Produce a copy of every line in the records that holds the string "config".

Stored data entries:
________________________________________
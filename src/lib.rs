//! Held-Karp TSP Solver Library
//!
//! Exact solutions to the Traveling Salesman Problem over a complete,
//! possibly asymmetric, distance graph using the Held-Karp dynamic program
//! (`O(n^2 * 2^n)` time, `O(n * 2^n)` memory).
//!
//! # Features
//!
//! - Minimum-cost Hamiltonian cycle, reported from city 0 back to city 0
//! - Minimum-cost Hamiltonian path, via a zero-cost universal vertex
//! - Two interchangeable backends (typed table, flat paged memory) that
//!   return bit-identical results
//! - Unreachable pairs as `+inf` distances
//! - Benchmarking and cross-checking tools
//!
//! # Example
//!
//! ```
//! use held_karp::solver::solve_cycle;
//!
//! let solution = solve_cycle(vec![
//!     vec![0.0, 1.0, 65.0],
//!     vec![1.0, 0.0, 2.0],
//!     vec![65.0, 2.0, 0.0],
//! ])
//! .unwrap();
//!
//! assert_eq!(solution.length, 68.0);
//! assert_eq!(solution.cycle, vec![0, 2, 1, 0]);
//! ```

pub mod benchmark;
pub mod config;
pub mod engine;
pub mod error;
pub mod graph;
pub mod solver;
pub mod table;
pub mod tour;

pub use config::SolverConfig;
pub use engine::Backend;
pub use error::{Error, Result};
pub use graph::DistanceGraph;
pub use solver::{solve_cycle, solve_path, HeldKarpSolver};
pub use tour::{CycleSolution, PathSolution};
//! Tour representation and normalization.
//!
//! Engines return cycles in trace order, ending at their internal depot.
//! Everything handed back to callers is rotated to start and end at city 0.

use serde::{Deserialize, Serialize};

/// Optimal Hamiltonian cycle
#[derive(Debug, Clone, PartialEq, Serialize, Deserialize)]
pub struct CycleSolution {
    /// Total length, `+inf` when no finite cycle exists
    pub length: f64,
    /// `n + 1` cities, first and last are both city 0
    pub cycle: Vec<usize>,
}

/// Optimal Hamiltonian path
#[derive(Debug, Clone, PartialEq, Serialize, Deserialize)]
pub struct PathSolution {
    /// Total length, `+inf` when no finite path exists
    pub length: f64,
    /// Every city exactly once, in visiting order
    pub path: Vec<usize>,
}

/// Rotate a closed tour so it starts at city 0, and repeat city 0 at the end.
///
/// `raw` lists each city once; the return edge is implicit.
pub fn rotate_to_origin(raw: &[usize]) -> Vec<usize> {
    let i = raw.iter().position(|&city| city == 0).unwrap_or(0);

    let mut cycle = Vec::with_capacity(raw.len() + 1);
    cycle.extend_from_slice(&raw[i..]);
    cycle.extend_from_slice(&raw[..i]);
    cycle.push(0);
    cycle
}

/// Whether `tour` visits each of the cities `0..n` exactly once
pub fn is_permutation(tour: &[usize], n: usize) -> bool {
    if tour.len() != n {
        return false;
    }

    let mut seen = vec![false; n];
    for &city in tour {
        if city >= n || seen[city] {
            return false;
        }
        seen[city] = true;
    }
    true
}

impl std::fmt::Display for CycleSolution {
    fn fmt(&self, f: &mut std::fmt::Formatter<'_>) -> std::fmt::Result {
        writeln!(f, "Cycle")?;
        writeln!(f, "  Length: {:.2}", self.length)?;
        writeln!(f, "  Tour: {:?}", self.cycle)
    }
}

impl std::fmt::Display for PathSolution {
    fn fmt(&self, f: &mut std::fmt::Formatter<'_>) -> std::fmt::Result {
        writeln!(f, "Path")?;
        writeln!(f, "  Length: {:.2}", self.length)?;
        writeln!(f, "  Tour: {:?}", self.path)
    }
}
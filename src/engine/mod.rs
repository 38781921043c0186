//! Execution backends for the Held-Karp dynamic program.
//!
//! Both backends fill the same subset table with the same recurrence and
//! hand back the optimal cycle in trace order (`n` cities, ending at the
//! depot `n - 1`). They differ only in where the table lives:
//!
//! - [`ReferenceEngine`]: typed in-process buffers ([`SubsetCostTable`]);
//! - [`FlatMemoryEngine`]: one paged byte region split into distance, cost
//!   and predecessor zones, read back through raw offsets.
//!
//! Given the same graph they return bit-identical cycles.
//!
//! [`SubsetCostTable`]: crate::table::SubsetCostTable

pub mod flat;
pub mod reference;

pub use flat::{FlatMemoryEngine, MemoryLayout, SharedMemory, PAGE_SIZE};
pub use reference::ReferenceEngine;

use crate::error::Result;
use crate::graph::DistanceGraph;
use serde::{Deserialize, Serialize};

/// Read access to the predecessor half of a filled subset table
pub trait PredecessorTable {
    /// City visited just before `city` on the best walk over `subset`,
    /// `None` if that walk came straight from the depot.
    fn predecessor(&self, subset: usize, city: usize) -> Option<usize>;
}

/// A strategy that solves the cycle problem for one graph
pub trait CycleEngine {
    /// Optimal cycle in trace order: every city once, ending at the depot.
    fn raw_cycle(&self, graph: &DistanceGraph) -> Result<Vec<usize>>;
}

/// Walk predecessors back from `terminal` over the full subset.
///
/// Returns the cycle in visiting order, ending at the depot `n - 1`. With no
/// terminal (a single city) the cycle is just the depot.
pub fn trace_cycle<T: PredecessorTable + ?Sized>(
    table: &T,
    n: usize,
    terminal: Option<usize>,
) -> Vec<usize> {
    let depot = n - 1;
    let mut reversed = Vec::with_capacity(n);
    reversed.push(depot);

    let mut subset = (1usize << depot) - 1;
    let mut current = terminal;
    while let Some(city) = current {
        reversed.push(city);
        let previous_subset = subset ^ (1 << city);
        current = table.predecessor(subset, city);
        subset = previous_subset;
    }

    reversed.reverse();
    reversed
}

/// Which engine runs the dynamic program
#[derive(Copy, Clone, PartialEq, Eq, Debug, Default, Serialize, Deserialize)]
#[serde(rename_all = "kebab-case")]
pub enum Backend {
    /// In-process typed table
    #[default]
    Reference,
    /// Shared paged memory region
    FlatMemory,
}

impl Backend {
    /// Every available backend
    pub const ALL: [Backend; 2] = [Backend::Reference, Backend::FlatMemory];

    pub fn raw_cycle(self, graph: &DistanceGraph) -> Result<Vec<usize>> {
        match self {
            Backend::Reference => ReferenceEngine::new().raw_cycle(graph),
            Backend::FlatMemory => FlatMemoryEngine::new().raw_cycle(graph),
        }
    }

    pub fn name(self) -> &'static str {
        match self {
            Backend::Reference => "reference",
            Backend::FlatMemory => "flat-memory",
        }
    }
}

impl std::fmt::Display for Backend {
    fn fmt(&self, f: &mut std::fmt::Formatter<'_>) -> std::fmt::Result {
        f.write_str(self.name())
    }
}

#[cfg(test)]
mod tests {
    use super::*;
    use std::collections::HashMap;

    struct MapTable(HashMap<(usize, usize), usize>);

    impl PredecessorTable for MapTable {
        fn predecessor(&self, subset: usize, city: usize) -> Option<usize> {
            self.0.get(&(subset, city)).copied()
        }
    }

    #[test]
    fn test_trace_single_city() {
        let table = MapTable(HashMap::new());
        assert_eq!(trace_cycle(&table, 1, None), vec![0]);
    }

    #[test]
    fn test_trace_follows_predecessors() {
        // depot 3 -> 2 -> 0 -> 1 -> depot
        let mut links = HashMap::new();
        links.insert((0b111, 1), 0);
        links.insert((0b101, 0), 2);
        let table = MapTable(links);
        assert_eq!(trace_cycle(&table, 4, Some(1)), vec![2, 0, 1, 3]);
    }

    #[test]
    fn test_backend_names() {
        assert_eq!(Backend::default(), Backend::Reference);
        assert_eq!(Backend::FlatMemory.to_string(), "flat-memory");
        let json = serde_json::to_string(&Backend::FlatMemory).unwrap();
        assert_eq!(json, "\"flat-memory\"");
    }
}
________________________________________
> _Solution to the problem_:
pub mod config;
pub use config::SolverConfig;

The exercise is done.